First, let's visit the Chilean government's website, https://sinca.mma.gob.cl, to explore the available data.

Upon initial inspection, we observe various stations, noting that some are offline. 
These correspond to stations that no longer report data (but did so in the past).<br>
As we are interested in the most recent data, we will only work with the stations that are online.

Upon reviewing the files, we find that in addition to the offline stations, the 'Independencia' station has data only until 2022. 
For this reason, we will exclude it. 

</div> 

In [None]:
stations = {
    "Cerrillos II":     ('RM', 'D35'),
    "Cerro Navia":      ('RM', 'D18'),
    "El Bosque":        ('RM', 'D17'),
    #"Independencia":   ('RM', 'D11'), # We remove this one
    "La Florida":       ('RM', 'D12'),
    "Las Condes":       ('RM', 'D13'),
    "Pudhahuel" :       ('RM', 'D15'),
    "Puente Alto":      ('RM', 'D27'),
    "Quilicura":        ('RM', 'D30'),
    "Parque O'Higgins": ('RM', 'D14'),
    "Talagante":        ('RM', 'D28'),
}


<div class="alert">
Downloading the data and creating a dataframe to analyze various pollutants. 

The core logic resides in the `eda_utils` module to maintain a clean notebook structure and enable code reuse in automated development.

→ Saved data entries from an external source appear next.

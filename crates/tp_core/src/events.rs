use crate::geometry::CollisionRect;
use crate::outcome::Outcome;

/// Discrete things that happened during a tick, for audio, score and UI
/// systems outside the kernel.
#[derive(Debug, Clone, Copy, PartialEq)]
pub enum GameEvent {
    Jumped,
    Landed,
    /// `index` is the item's position in the level's collectible list.
    CollectedItem {
        index: usize,
        bounds: CollisionRect,
    },
    ReachedExit,
    FellOffWorld,
    TouchedHazard,
}

impl GameEvent {
    pub fn from_outcome(outcome: Outcome) -> Option<Self> {
        match outcome {
            Outcome::Alive => None,
            Outcome::FellOffWorld => Some(Self::FellOffWorld),
            Outcome::TouchedHazard => Some(Self::TouchedHazard),
            Outcome::ReachedExit => Some(Self::ReachedExit),
        }
    }
}
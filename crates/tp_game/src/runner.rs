//! Headless game loop: plays a replay through a list of levels.
//!
//! This is the "outside" of the kernel. It owns restart and level-advance
//! policy: a death rebuilds the session for the same level, reaching the exit
//! moves on to the next one, and clearing the last level wins the run.

use tp_core::{GameEvent, GameSession, InputState, Key, LevelError, MovementIntent};

use crate::level_file::Level;
use crate::replay::ReplayInput;

#[derive(Debug, Clone, Copy, Default, PartialEq, Eq)]
pub struct RunSummary {
    pub ticks: u64,
    pub deaths: u32,
    pub levels_cleared: usize,
    pub items: usize,
    /// Jump key presses, whether or not a jump started.
    pub jump_presses: u32,
    pub won: bool,
}

fn start_session(level: &Level) -> Result<GameSession, LevelError> {
    log::info!("Starting level '{}'", level.id);
    GameSession::new(level.layout.clone(), level.spawn, level.config)
}

fn apply_input(input: &mut InputState, frame: ReplayInput) -> MovementIntent {
    input.set_key(Key::Left, frame.move_x < 0);
    input.set_key(Key::Right, frame.move_x > 0);
    input.set_key(Key::Jump, frame.jump);
    input.intent()
}

pub fn run_replay(levels: &[Level], inputs: &[ReplayInput]) -> Result<RunSummary, LevelError> {
    let mut summary = RunSummary::default();
    let Some(first) = levels.first() else {
        return Ok(summary);
    };

    let mut level_index = 0;
    let mut session = start_session(first)?;
    let mut input = InputState::new();

    for &frame in inputs {
        let intent = apply_input(&mut input, frame);
        if input.is_just_pressed(Key::Jump) {
            summary.jump_presses += 1;
        }
        let events = session.tick(intent);
        input.end_frame();
        summary.ticks += 1;

        let mut restart = false;
        let mut advance = false;
        for event in &events {
            match event {
                GameEvent::Jumped | GameEvent::Landed => log::trace!("{event:?}"),
                GameEvent::CollectedItem { index, .. } => {
                    summary.items += 1;
                    log::info!("Collected item {index} in '{}'", levels[level_index].id);
                }
                GameEvent::FellOffWorld | GameEvent::TouchedHazard => {
                    summary.deaths += 1;
                    log::info!("{event:?} in '{}', restarting", levels[level_index].id);
                    restart = true;
                }
                GameEvent::ReachedExit => {
                    summary.levels_cleared += 1;
                    log::info!("Cleared '{}'", levels[level_index].id);
                    advance = true;
                }
            }
        }

        if restart {
            session = start_session(&levels[level_index])?;
        } else if advance {
            level_index += 1;
            match levels.get(level_index) {
                Some(next) => session = start_session(next)?,
                None => {
                    summary.won = true;
                    break;
                }
            }
        }
    }

    Ok(summary)
}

This separation ensures that the analysis section remains focused, while the utility functions are organized externally for modularity.
</div> 


In [None]:
df25 = eda_utils.get_pollutant_df(stations, 'PM25')
df10 = eda_utils.get_pollutant_df(stations, 'PM10')

In [None]:
# Explore data;
itables.show(df25)
itables.show(df10)

In [None]:
# Explore N/As ;
eda_utils.create_station_na_heatmap(df25, "PM2.5")
eda_utils.create_station_na_heatmap(df10, "PM10")

<div class="alert">
We can see that the Cerrillos station has the highest number of NA values in the oldest samples. 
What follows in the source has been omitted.